CRTAP antibodies can facilitate advanced studies of collagen post-translational modifications through:
Co-immunoprecipitation assays:
Pull down CRTAP-P3H1-PPIB complexes to study associated collagen substrates
Analyze modifications on co-precipitated collagen molecules
Proximity ligation assays:
Visualize and quantify interactions between CRTAP and collagen processing enzymes
Map spatial relationships within the ER during collagen modification
CRISPR-engineered systems:
Use CRTAP antibodies to validate knockout/knockin models
Study the effects of specific CRTAP mutations on collagen processing
Mass spectrometry integration:
Immunoprecipitate CRTAP-associated complexes for proteomic analysis
Identify novel interacting partners in the collagen modification pathway
Live-cell imaging:
Combine with fluorescently-tagged collagen to track real-time processing
Analyze trafficking dynamics of CRTAP-collagen complexes
Research has established that the CRTAP-P3H1-PPIB complex plays multiple roles beyond prolyl-3-hydroxylation, including functioning as a collagen chaperone and disulfide isomerase, highlighting the importance of studying this complex in collagen biogenesis .
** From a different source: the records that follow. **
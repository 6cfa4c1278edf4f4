//! Seeding patterns for populating a fresh simulation.
//!
//! All helpers spawn particles with the configured default mass and zero
//! initial velocity unless noted; they return how many particles were
//! created.

use rand::Rng;

use crate::simulation::Simulation;
use crate::utils::SimulationError;

impl Simulation {
    /// Spawns `count` particles evenly spaced along `tiles` parallel
    /// diagonal bands running from the top-left to the bottom-right of
    /// the world.
    pub fn spawn_diagonal(&mut self, tiles: usize, count: usize) -> Result<usize, SimulationError> {
        if tiles == 0 || count == 0 {
            return Ok(0);
        }
        let (width, height) = (self.config().width, self.config().height);
        let mass = self.config().particle_mass;
        let per_band = count.div_ceil(tiles);
        let band_gap = width / (tiles as f64 + 1.0);

        let mut spawned = 0;
        for band in 0..tiles {
            let offset = band_gap * (band as f64 + 1.0) - band_gap * tiles as f64 / 2.0;
            for i in 0..per_band {
                if spawned == count {
                    break;
                }
                let t = (i as f64 + 0.5) / per_band as f64;
                let x = t * width + offset;
                let y = t * height;
                if x >= 0.0 && x < width && y >= 0.0 && y < height {
                    self.spawn_particle((x, y), (0.0, 0.0), mass)?;
                    spawned += 1;
                }
            }
        }
        Ok(spawned)
    }

    /// Fills alternating cells of a `rows` × `cols` grid with `per_cell`
    /// particles laid out in a small square block at each cell center.
    pub fn spawn_checkered(
        &mut self,
        rows: usize,
        cols: usize,
        per_cell: usize,
    ) -> Result<usize, SimulationError> {
        if rows == 0 || cols == 0 || per_cell == 0 {
            return Ok(0);
        }
        let (width, height) = (self.config().width, self.config().height);
        let mass = self.config().particle_mass;
        let cell_w = width / cols as f64;
        let cell_h = height / rows as f64;
        let side = (per_cell as f64).sqrt().ceil() as usize;

        let mut spawned = 0;
        for row in 0..rows {
            for col in 0..cols {
                if (row + col) % 2 != 0 {
                    continue;
                }
                let cx = (col as f64 + 0.5) * cell_w;
                let cy = (row as f64 + 0.5) * cell_h;
                let pitch = cell_w.min(cell_h) / (2.0 * side as f64);
                for k in 0..per_cell {
                    let dx = (k % side) as f64 - (side as f64 - 1.0) / 2.0;
                    let dy = (k / side) as f64 - (side as f64 - 1.0) / 2.0;
                    self.spawn_particle((cx + dx * pitch, cy + dy * pitch), (0.0, 0.0), mass)?;
                    spawned += 1;
                }
            }
        }
        Ok(spawned)
    }

    /// Seeds a Sierpinski triangle: recurse `depth` levels into the three
    /// corner sub-triangles of the triangle anchored at `(x, y)` with the
    /// given `size`, spawning one particle per corner at the base level.
    pub fn spawn_sierpinski(
        &mut self,
        x: f64,
        y: f64,
        size: f64,
        depth: usize,
    ) -> Result<usize, SimulationError> {
        let mass = self.config().particle_mass;
        if depth == 0 {
            self.spawn_particle((x, y), (0.0, 0.0), mass)?;
            self.spawn_particle((x + size, y), (0.0, 0.0), mass)?;
            self.spawn_particle((x + size / 2.0, y + size), (0.0, 0.0), mass)?;
            return Ok(3);
        }
        let half = size / 2.0;
        let mut spawned = 0;
        spawned += self.spawn_sierpinski(x, y, half, depth - 1)?;
        spawned += self.spawn_sierpinski(x + half, y, half, depth - 1)?;
        spawned += self.spawn_sierpinski(x + half / 2.0, y + half, half, depth - 1)?;
        Ok(spawned)
    }

    /// Spawns `count` particles at `center` with uniformly random
    /// directions and speeds up to `speed`.
    pub fn spawn_burst<R: Rng>(
        &mut self,
        center: (f64, f64),
        count: usize,
        speed: f64,
        rng: &mut R,
    ) -> Result<usize, SimulationError> {
        let mass = self.config().particle_mass;
        for _ in 0..count {
            let angle = rng.random_range(0.0..std::f64::consts::TAU);
            let magnitude = rng.random_range(0.0..=speed);
            let velocity = (angle.cos() * magnitude, angle.sin() * magnitude);
            self.spawn_particle(center, velocity, mass)?;
        }
        Ok(count)
    }
}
Innovative methodological approaches combining CRTAP antibodies with advanced imaging include:
Super-resolution microscopy:
STORM or PALM imaging for nanoscale localization of CRTAP within the ER
Resolve CRTAP distribution relative to collagen fibrils at sub-diffraction resolution
FRET/FLIM analysis:
Measure molecular distances between CRTAP and interaction partners
Study conformational changes during complex assembly
Correlative light and electron microscopy (CLEM):
Localize CRTAP immunolabeling at ultrastructural level
Study spatial relationship to collagen processing structures
Live-cell single-molecule tracking:
Monitor dynamics of fluorescently-tagged CRTAP with high temporal resolution
Analyze diffusion patterns and binding kinetics in living cells
Expansion microscopy:
Physically expand samples to improve resolution of CRTAP localization
Study nanoscale organization within the ER
Lightsheet microscopy:
Visualize 3D distribution of CRTAP in whole tissues or organoids
Track developmental changes in expression patterns
These approaches can reveal previously uncharacterized aspects of CRTAP function in normal development and disease states.
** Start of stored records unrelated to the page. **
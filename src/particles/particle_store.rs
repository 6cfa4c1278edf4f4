use crate::particles::Particle;
use crate::utils::SimulationError;

/// Contiguous list of live particles.
///
/// The quadtree never owns particles; it stores indices into this list, so
/// any removal must happen before a frame's tree insertion. Eviction uses
/// swap-remove, which is O(1) per removal but does not preserve ordering —
/// indices are only meaningful within a single frame.
#[derive(Debug, Default)]
pub struct ParticleStore {
    particles: Vec<Particle>,
}

impl ParticleStore {
    pub fn new() -> Self {
        Self { particles: Vec::new() }
    }

    pub fn with_capacity(capacity: usize) -> Self {
        Self { particles: Vec::with_capacity(capacity) }
    }

    /// Appends a new particle and returns its index.
    ///
    /// # Errors
    ///
    /// Returns an error if `mass` is non-positive.
    pub fn spawn(
        &mut self,
        position: (f64, f64),
        velocity: (f64, f64),
        mass: f64,
    ) -> Result<usize, SimulationError> {
        let particle = Particle::new(position, velocity, mass)?;
        Ok(self.push(particle))
    }

    /// Appends an already-built particle and returns its index.
    pub fn push(&mut self, particle: Particle) -> usize {
        self.particles.push(particle);
        self.particles.len() - 1
    }

    /// Removes every particle that has left the world through the side or
    /// bottom edges, returning how many were dropped.
    ///
    /// Particles above the top edge (`y < 0`) are kept: they are outside
    /// the tree's root rectangle for the moment but fall back into view.
    pub fn evict_out_of_bounds(&mut self, width: f64, height: f64) -> usize {
        let mut evicted = 0;
        let mut i = 0;
        while i < self.particles.len() {
            let (x, y) = self.particles[i].position;
            if x < 0.0 || x > width || y > height {
                self.particles.swap_remove(i);
                evicted += 1;
            } else {
                i += 1;
            }
        }
        evicted
    }

    pub fn len(&self) -> usize {
        self.particles.len()
    }

    pub fn is_empty(&self) -> bool {
        self.particles.is_empty()
    }

    pub fn get(&self, index: usize) -> Option<&Particle> {
        self.particles.get(index)
    }

    pub fn get_mut(&mut self, index: usize) -> Option<&mut Particle> {
        self.particles.get_mut(index)
    }

    pub fn as_slice(&self) -> &[Particle] {
        &self.particles
    }

    pub fn as_mut_slice(&mut self) -> &mut [Particle] {
        &mut self.particles
    }

    pub fn iter(&self) -> std::slice::Iter<'_, Particle> {
        self.particles.iter()
    }
}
Systems biology approaches for integrating CRTAP antibody data include:
Multi-omics integration:
Correlate CRTAP protein levels (antibody-based) with transcriptomics, metabolomics, and clinical data
Build comprehensive models of collagen processing networks
Pathway reconstruction:
Place CRTAP in context of collagen biosynthesis and modification pathways
Identify regulatory nodes and feedback mechanisms
Single-cell analysis:
Use CRTAP antibodies for single-cell protein quantification
Correlate with single-cell transcriptomics to identify cell-specific regulation
Network perturbation analysis:
Quantify system-wide effects of CRTAP disruption using antibody-based proteomics
Model consequences of mutations on entire collagen biogenesis pathways
Mathematical modeling:
Incorporate antibody-derived quantitative data into kinetic models
Predict effects of therapeutic interventions on CRTAP-dependent processes
Longitudinal studies:
Track CRTAP expression during development or disease progression
Correlate with functional outcomes and biomarkers
Such approaches can advance our understanding of how CRTAP defects lead to osteogenesis imperfecta and may reveal novel therapeutic targets.